Precautions in Cable Fault Testing

1、 Preparation before testing: laying the foundation for precise testing

The core of the preparation phase is to clarify cable information, ensure equipment reliability, and clean up the on-site environment to avoid testing deviations or safety hazards caused by previous omissions

Collect basic information about cables: It is necessary to obtain in advance the cable model (such as YJV22 cross-linked polyethylene cable, VV polyvinyl chloride cable), rated voltage, laying method (direct burial, pipe penetration, bridge), design length, joint position (quantity and distance), historical fault records, etc. - for example, for directly buried cables, the influence of soil temperature on propagation speed should be considered, and for cables with intermediate joints, the joint position should be marked to distinguish between "joint reflection wave" and "fault reflection wave", in order to avoid misjudgment.

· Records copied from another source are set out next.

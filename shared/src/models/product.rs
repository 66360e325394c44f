//! Product catalog models

use chrono::{DateTime, Utc};
use rust_decimal::Decimal;
use serde::{Deserialize, Serialize};
use uuid::Uuid;

use crate::stock::StockMap;

/// A stocked product
#[derive(Debug, Clone, Serialize, Deserialize)]
pub struct Product {
    pub id: Uuid,
    /// Unique, uppercased stock keeping unit
    pub sku: String,
    pub name: String,
    pub category: Option<String>,
    pub unit_of_measure: String,
    /// Quantity per location id; `total_stock` is derived from it
    pub stock_by_location: StockMap,
    pub total_stock: i64,
    pub reorder_level: i64,
    pub reorder_quantity: i64,
    /// Informational ceiling, not enforced
    pub max_stock: Option<i64>,
    pub unit_cost: Option<Decimal>,
    pub status: ProductStatus,
    pub created_at: DateTime<Utc>,
    pub updated_at: DateTime<Utc>,
}

impl Product {
    pub fn is_active(&self) -> bool {
        self.status == ProductStatus::Active
    }

    /// At or below the reorder level
    pub fn needs_reorder(&self) -> bool {
        self.reorder_level > 0 && self.total_stock <= self.reorder_level
    }

    /// Value of the stock on hand, when a unit cost is known
    pub fn stock_value(&self) -> Option<Decimal> {
        self.unit_cost.map(|cost| cost * Decimal::from(self.total_stock))
    }
}

/// Catalog status; archived products are kept for the ledger
#[derive(Debug, Clone, Copy, PartialEq, Eq, Serialize, Deserialize)]
#[serde(rename_all = "snake_case")]
pub enum ProductStatus {
    Active,
    Archived,
}

impl ProductStatus {
    pub fn as_str(&self) -> &'static str {
        match self {
            ProductStatus::Active => "active",
            ProductStatus::Archived => "archived",
        }
    }

    pub fn from_str(s: &str) -> Option<Self> {
        match s {
            "active" => Some(ProductStatus::Active),
            "archived" => Some(ProductStatus::Archived),
            _ => None,
        }
    }
}

/// Stock of one product at one location, with location labels resolved
#[derive(Debug, Clone, Serialize, Deserialize)]
pub struct LocationStock {
    pub warehouse_id: Uuid,
    pub warehouse_code: String,
    pub location_id: Uuid,
    pub location_code: String,
    pub quantity: i64,
}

Check the status of the testing equipment: Conduct a comprehensive inspection of the megohmmeter (rocking meter), cable fault tester (host+locator), high-voltage generator, testing leads, and other equipment

Confirm that the instrument is within its calibration validity period (e.g. a megohmmeter needs to be calibrated once a year) to avoid inaccurate data due to accuracy failure;

Check whether the insulation layer of the test lead is damaged and whether the terminal is firm (the insulation level of the high-voltage lead needs to match the test voltage, such as 10kV cable testing that requires insulated leads of 10kV or above);

Confirm that the device battery is fully charged (or the external power supply is stable) to prevent data loss caused by sudden power outages during testing.

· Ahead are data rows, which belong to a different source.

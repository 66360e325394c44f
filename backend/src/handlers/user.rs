//! User management handlers (admin only)

use axum::{
    extract::{Path, State},
    http::StatusCode,
    Json,
};
use uuid::Uuid;

use crate::error::AppResult;
use crate::middleware::CurrentUser;
use crate::services::user::{CreateUserInput, UpdateUserInput};
use crate::services::UserService;
use crate::AppState;
use shared::User;

pub async fn create_user(
    State(state): State<AppState>,
    current_user: CurrentUser,
    Json(input): Json<CreateUserInput>,
) -> AppResult<(StatusCode, Json<User>)> {
    current_user.0.require_user_admin()?;
    let user = UserService::new(state.db).create(input).await?;
    Ok((StatusCode::CREATED, Json(user)))
}

pub async fn list_users(
    State(state): State<AppState>,
    current_user: CurrentUser,
) -> AppResult<Json<Vec<User>>> {
    current_user.0.require_user_admin()?;
    let users = UserService::new(state.db).list().await?;
    Ok(Json(users))
}

pub async fn get_user(
    State(state): State<AppState>,
    current_user: CurrentUser,
    Path(user_id): Path<Uuid>,
) -> AppResult<Json<User>> {
    current_user.0.require_user_admin()?;
    let user = UserService::new(state.db).get(user_id).await?;
    Ok(Json(user))
}

pub async fn update_user(
    State(state): State<AppState>,
    current_user: CurrentUser,
    Path(user_id): Path<Uuid>,
    Json(input): Json<UpdateUserInput>,
) -> AppResult<Json<User>> {
    current_user.0.require_user_admin()?;
    let user = UserService::new(state.db)
        .update(current_user.0.user_id, user_id, input)
        .await?;
    Ok(Json(user))
}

Clean up the on-site environment:

Exclude flammable and explosive materials (such as gasoline and paint) within the testing area, and maintain a distance of at least 10 meters from open flames during high-pressure testing;

Stay away from strong electromagnetic interference sources (such as high-voltage busbars, frequency converters, and high-power motors). If it is impossible to avoid them, use shielded wires to connect the instrument and reduce the operating power of other equipment in the testing area to minimize the impact of electromagnetic interference on the waveform.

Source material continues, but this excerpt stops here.